"""

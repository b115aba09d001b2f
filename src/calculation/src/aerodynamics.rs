//! Per-surface aerodynamic force model for the kite sail.
//!
//! Each triangular panel is treated as a flat plate. Its incidence to the
//! apparent wind selects lift and drag coefficients from a polynomial model
//! with a stall region; forces act at the panel centroid. Weight is spread
//! over the panels by area so that pitch and roll moments from gravity come
//! out of the same torque sum as the aerodynamic ones. Turning is not
//! scripted: it follows from the asymmetric panel forces alone.

use std::f64::consts::FRAC_PI_2;

use crate::constants::model_params::{AeroParams, SafetyLimits};
use crate::constants::Constants;
use crate::geometry::{Side, Surface};
use crate::vector::{Quaternion, Vec3};

/// Lift/drag coefficients as a function of incidence.
pub trait CoefficientModel {
    /// `(cl, cd)` for an incidence `alpha` in radians, `0 ≤ alpha ≤ π/2`.
    fn coefficients(&self, alpha: f64) -> (f64, f64);
}

/// Quadratic rise to `cl_max` at the stall angle, quadratic decay after it.
/// Drag follows an induced-drag polar before stall and climbs towards the
/// flat-plate value past it.
#[derive(Debug, Clone, Copy, PartialEq)]
pub struct StallPolynomial {
    cl_max: f64,
    stall_angle: f64,
    post_stall_lift_decay: f64,
    cd0: f64,
    cd_induced: f64,
    cd_max: f64,
}

impl StallPolynomial {
    pub fn from_params(params: &AeroParams) -> Self {
        Self {
            cl_max: params.cl_max,
            stall_angle: params.stall_angle_deg.to_radians().clamp(1e-3, FRAC_PI_2 - 1e-3),
            post_stall_lift_decay: params.post_stall_lift_decay,
            cd0: params.cd0,
            cd_induced: params.cd_induced,
            cd_max: params.cd_max,
        }
    }

    pub fn stall_angle(&self) -> f64 {
        self.stall_angle
    }

    fn cd_at_stall(&self) -> f64 {
        self.cd0 + self.cd_induced * self.cl_max * self.cl_max
    }
}

impl CoefficientModel for StallPolynomial {
    fn coefficients(&self, alpha: f64) -> (f64, f64) {
        let alpha = alpha.clamp(0.0, FRAC_PI_2);
        if alpha < self.stall_angle {
            let u = alpha / self.stall_angle;
            let cl = self.cl_max * (2.0 * u - u * u);
            (cl, self.cd0 + self.cd_induced * cl * cl)
        } else {
            let s = (alpha - self.stall_angle) / (FRAC_PI_2 - self.stall_angle);
            let cl = (self.cl_max * (1.0 - self.post_stall_lift_decay * s * s)).max(0.0);
            let cd_stall = self.cd_at_stall();
            (cl, cd_stall + (self.cd_max - cd_stall) * (2.0 * s - s * s))
        }
    }
}

/// Forces on one panel, world frame.
#[derive(Debug, Clone, Copy, PartialEq)]
pub struct SurfaceForces {
    pub side: Side,
    /// Centroid relative to the kite body origin (rotated, not translated).
    pub centroid: Vec3,
    pub normal: Vec3,
    /// rad
    pub incidence: f64,
    pub cl: f64,
    pub cd: f64,
    pub lift: Vec3,
    pub drag: Vec3,
    pub gravity: Vec3,
}

/// Result of one aerodynamic evaluation.
#[derive(Debug, Clone, PartialEq, Default)]
pub struct AeroForces {
    pub lift: Vec3,
    pub drag: Vec3,
    pub gravity: Vec3,
    /// About the kite body origin, clamped to the torque limit.
    pub torque: Vec3,
    pub per_surface: Vec<SurfaceForces>,
    /// Apparent wind speed used (m/s)
    pub airspeed: f64,
}

impl AeroForces {
    pub fn zero() -> Self {
        Self::default()
    }

    pub fn total(&self) -> Vec3 {
        self.lift + self.drag + self.gravity
    }

    /// True when the wind was below threshold and no force was computed.
    pub fn is_calm(&self) -> bool {
        self.per_surface.is_empty()
    }

    /// Lift + drag on the panels of one side.
    pub fn side_force(&self, side: Side) -> Vec3 {
        self.per_surface
            .iter()
            .filter(|s| s.side == side)
            .map(|s| s.lift + s.drag)
            .sum()
    }
}

/// Stateless evaluator of the sail forces.
#[derive(Debug, Clone, PartialEq)]
pub struct AerodynamicsCalculator<M: CoefficientModel = StallPolynomial> {
    constants: Constants,
    params: AeroParams,
    max_torque: f64,
    mass: f64,
    model: M,
}

impl AerodynamicsCalculator<StallPolynomial> {
    pub fn new(constants: Constants, params: AeroParams, limits: &SafetyLimits, mass: f64) -> Self {
        Self::with_model(constants, params, limits, mass, StallPolynomial::from_params(&params))
    }
}

impl<M: CoefficientModel> AerodynamicsCalculator<M> {
    pub fn with_model(constants: Constants, params: AeroParams, limits: &SafetyLimits, mass: f64, model: M) -> Self {
        Self {
            constants,
            params,
            max_torque: limits.max_torque,
            mass,
            model,
        }
    }

    pub fn params(&self) -> &AeroParams {
        &self.params
    }

    /// Lift, drag, distributed weight and torque on the sail.
    ///
    /// Below `min_wind_speed` everything is zero and `per_surface` is empty.
    pub fn compute_forces(&self, apparent_wind: Vec3, orientation: Quaternion, surfaces: &[Surface]) -> AeroForces {
        let airspeed = apparent_wind.magnitude();
        if airspeed < self.params.min_wind_speed || !airspeed.is_finite() {
            return AeroForces::zero();
        }
        let wind_dir = apparent_wind / airspeed;
        let q = self.constants.dynamic_pressure(airspeed);

        let total_area: f64 = surfaces.iter().map(|s| s.area).sum();
        let weight = self.mass * self.constants.g;

        let mut result = AeroForces {
            airspeed,
            per_surface: Vec::with_capacity(surfaces.len()),
            ..AeroForces::default()
        };
        let mut aero_torque = Vec3::zero();
        let mut gravity_torque = Vec3::zero();

        // Fixed iteration order keeps the sums reproducible.
        for surface in surfaces {
            let normal = orientation.rotate(&surface.normal);
            let centroid = orientation.rotate(&surface.centroid);

            let sin_alpha = wind_dir.dot(&normal).abs().min(1.0);
            let alpha = sin_alpha.asin();
            let (cl, cd) = self.model.coefficients(alpha);

            // Normal on the downwind face: the side the pressure pushes towards.
            let facing = if normal.dot(&wind_dir) < 0.0 { -normal } else { normal };
            let lift_dir = (facing - wind_dir * facing.dot(&wind_dir)).normalized_or(facing);

            let lift = lift_dir * (q * surface.area * cl);
            let drag = wind_dir * (q * surface.area * cd);
            let share = if total_area > 0.0 { surface.area / total_area } else { 0.0 };
            let gravity = Vec3::new(0.0, -weight * share, 0.0);

            aero_torque += centroid.cross(&(lift + drag));
            gravity_torque += centroid.cross(&gravity);

            let lift = lift * self.params.lift_scale;
            let drag = drag * self.params.drag_scale;
            result.lift += lift;
            result.drag += drag;
            result.gravity += gravity;
            result.per_surface.push(SurfaceForces {
                side: surface.side,
                centroid,
                normal,
                incidence: alpha,
                cl,
                cd,
                lift,
                drag,
                gravity,
            });
        }

        let aero_gain = 0.5 * (self.params.lift_scale + self.params.drag_scale);
        result.torque = (aero_torque * aero_gain + gravity_torque).clamp_magnitude(self.max_torque);
        result
    }
}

"""

Nothing in the records may be left out; copy them all exactly.

repository b115aba09d001b2f
filename src/calculation/src/aerodynamics.rs
//! Per-surface aerodynamic force model for the kite sail.
//!
//! Each triangular panel is treated as a flat plate. Its incidence to the
//! apparent wind selects lift and drag coefficients from a polynomial model
//! with a stall region; forces act at the panel centroid. Weight is spread
//! over the panels by area so that pitch and roll moments from gravity come
//! out of the same torque sum as the aerodynamic ones. Turning is not
//! scripted: it follows from the asymmetric panel forces alone.

use std::f64::consts::FRAC_PI_2;

use crate::constants::model_params::{AeroParams, SafetyLimits};
use crate::constants::Constants;
use crate::geometry::{Side, Surface};
use crate::vector::{Quaternion, Vec3};

/// Lift/drag coefficients as a function of incidence.
pub trait CoefficientModel {
    /// `(cl, cd)` for an incidence `alpha` in radians, `0 ≤ alpha ≤ π/2`.
    fn coefficients(&self, alpha: f64) -> (f64, f64);
}

/// Quadratic rise to `cl_max` at the stall angle, quadratic decay after it.
/// Drag follows an induced-drag polar before stall and climbs towards the
/// flat-plate value past it.
#[derive(Debug, Clone, Copy, PartialEq)]
pub struct StallPolynomial {
    cl_max: f64,
    stall_angle: f64,
    post_stall_lift_decay: f64,
    cd0: f64,
    cd_induced: f64,
    cd_max: f64,
}

impl StallPolynomial {
    pub fn from_params(params: &AeroParams) -> Self {
        Self {
            cl_max: params.cl_max,
            stall_angle: params.stall_angle_deg.to_radians().clamp(1e-3, FRAC_PI_2 - 1e-3),
            post_stall_lift_decay: params.post_stall_lift_decay,
            cd0: params.cd0,
            cd_induced: params.cd_induced,
            cd_max: params.cd_max,
        }
    }

    pub fn stall_angle(&self) -> f64 {
        self.stall_angle
    }

    fn cd_at_stall(&self) -> f64 {
        self.cd0 + self.cd_induced * self.cl_max * self.cl_max
    }
}

impl CoefficientModel for StallPolynomial {
    fn coefficients(&self, alpha: f64) -> (f64, f64) {
        let alpha = alpha.clamp(0.0, FRAC_PI_2);
        if alpha < self.stall_angle {
            let u = alpha / self.stall_angle;
            let cl = self.cl_max * (2.0 * u - u * u);
            (cl, self.cd0 + self.cd_induced * cl * cl)
        } else {
            let s = (alpha - self.stall_angle) / (FRAC_PI_2 - self.stall_angle);
            let cl = (self.cl_max * (1.0 - self.post_stall_lift_decay * s * s)).max(0.0);
            let cd_stall = self.cd_at_stall();
            (cl, cd_stall + (self.cd_max - cd_stall) * (2.0 * s - s * s))
        }
    }
}

/// Forces on one panel, world frame.
#[derive(Debug, Clone, Copy, PartialEq)]
pub struct SurfaceForces {
    pub side: Side,
    /// Centroid relative to the kite body origin (rotated, not translated).
    pub centroid: Vec3,
    pub normal: Vec3,
    /// rad
    pub incidence: f64,
    pub cl: f64,
    pub cd: f64,
    pub lift: Vec3,
    pub drag: Vec3,
    pub gravity: Vec3,
}

/// Result of one aerodynamic evaluation.
#[derive(Debug, Clone, PartialEq, Default)]
pub struct AeroForces {
    pub lift: Vec3,
    pub drag: Vec3,
    pub gravity: Vec3,
    /// About the kite body origin, clamped to the torque limit.
    pub torque: Vec3,
    pub per_surface: Vec<SurfaceForces>,
    /// Apparent wind speed used (m/s)
    pub airspeed: f64,
}

impl AeroForces {
    pub fn zero() -> Self {
        Self::default()
    }

    pub fn total(&self) -> Vec3 {
        self.lift + self.drag + self.gravity
    }

    /// True when the wind was below threshold and no force was computed.
    pub fn is_calm(&self) -> bool {
        self.per_surface.is_empty()
    }

    /// Lift + drag on the panels of one side.
    pub fn side_force(&self, side: Side) -> Vec3 {
        self.per_surface
            .iter()
            .filter(|s| s.side == side)
            .map(|s| s.lift + s.drag)
            .sum()
    }
}

/// Stateless evaluator of the sail forces.
#[derive(Debug, Clone, PartialEq)]
pub struct AerodynamicsCalculator<M: CoefficientModel = StallPolynomial> {
    constants: Constants,
    params: AeroParams,
    max_torque: f64,
    mass: f64,
    model: M,
}

impl AerodynamicsCalculator<StallPolynomial> {
    pub fn new(constants: Constants, params: AeroParams, limits: &SafetyLimits, mass: f64) -> Self {
        Self::with_model(constants, params, limits, mass, StallPolynomial::from_params(&params))
    }
}

impl<M: CoefficientModel> AerodynamicsCalculator<M> {
    pub fn with_model(constants: Constants, params: AeroParams, limits: &SafetyLimits, mass: f64, model: M) -> Self {
        Self {
            constants,
            params,
            max_torque: limits.max_torque,
            mass,
            model,
        }
    }

    pub fn params(&self) -> &AeroParams {
        &self.params
    }

    /// Lift, drag, distributed weight and torque on the sail.
    ///
    /// Below `min_wind_speed` everything is zero and `per_surface` is empty.
    pub fn compute_forces(&self, apparent_wind: Vec3, orientation: Quaternion, surfaces: &[Surface]) -> AeroForces {
        let airspeed = apparent_wind.magnitude();
        if airspeed < self.params.min_wind_speed || !airspeed.is_finite() {
            return AeroForces::zero();
        }
        let wind_dir = apparent_wind / airspeed;
        let q = self.constants.dynamic_pressure(airspeed);

        let total_area: f64 = surfaces.iter().map(|s| s.area).sum();
        let weight = self.mass * self.constants.g;

        let mut result = AeroForces {
            airspeed,
            per_surface: Vec::with_capacity(surfaces.len()),
            ..AeroForces::default()
        };
        let mut aero_torque = Vec3::zero();
        let mut gravity_torque = Vec3::zero();

        // Fixed iteration order keeps the sums reproducible.
        for surface in surfaces {
            let normal = orientation.rotate(&surface.normal);
            let centroid = orientation.rotate(&surface.centroid);

            let sin_alpha = wind_dir.dot(&normal).abs().min(1.0);
            let alpha = sin_alpha.asin();
            let (cl, cd) = self.model.coefficients(alpha);

            // Normal on the downwind face: the side the pressure pushes towards.
            let facing = if normal.dot(&wind_dir) < 0.0 { -normal } else { normal };
            let lift_dir = (facing - wind_dir * facing.dot(&wind_dir)).normalized_or(facing);

            let lift = lift_dir * (q * surface.area * cl);
            let drag = wind_dir * (q * surface.area * cd);
            let share = if total_area > 0.0 { surface.area / total_area } else { 0.0 };
            let gravity = Vec3::new(0.0, -weight * share, 0.0);

            aero_torque += centroid.cross(&(lift + drag));
            gravity_torque += centroid.cross(&gravity);

            let lift = lift * self.params.lift_scale;
            let drag = drag * self.params.drag_scale;
            result.lift += lift;
            result.drag += drag;
            result.gravity += gravity;
            result.per_surface.push(SurfaceForces {
                side: surface.side,
                centroid,
                normal,
                incidence: alpha,
                cl,
                cd,
                lift,
                drag,
                gravity,
            });
        }

        let aero_gain = 0.5 * (self.params.lift_scale + self.params.drag_scale);
        result.torque = (aero_torque * aero_gain + gravity_torque).clamp_magnitude(self.max_torque);
        result
    }
}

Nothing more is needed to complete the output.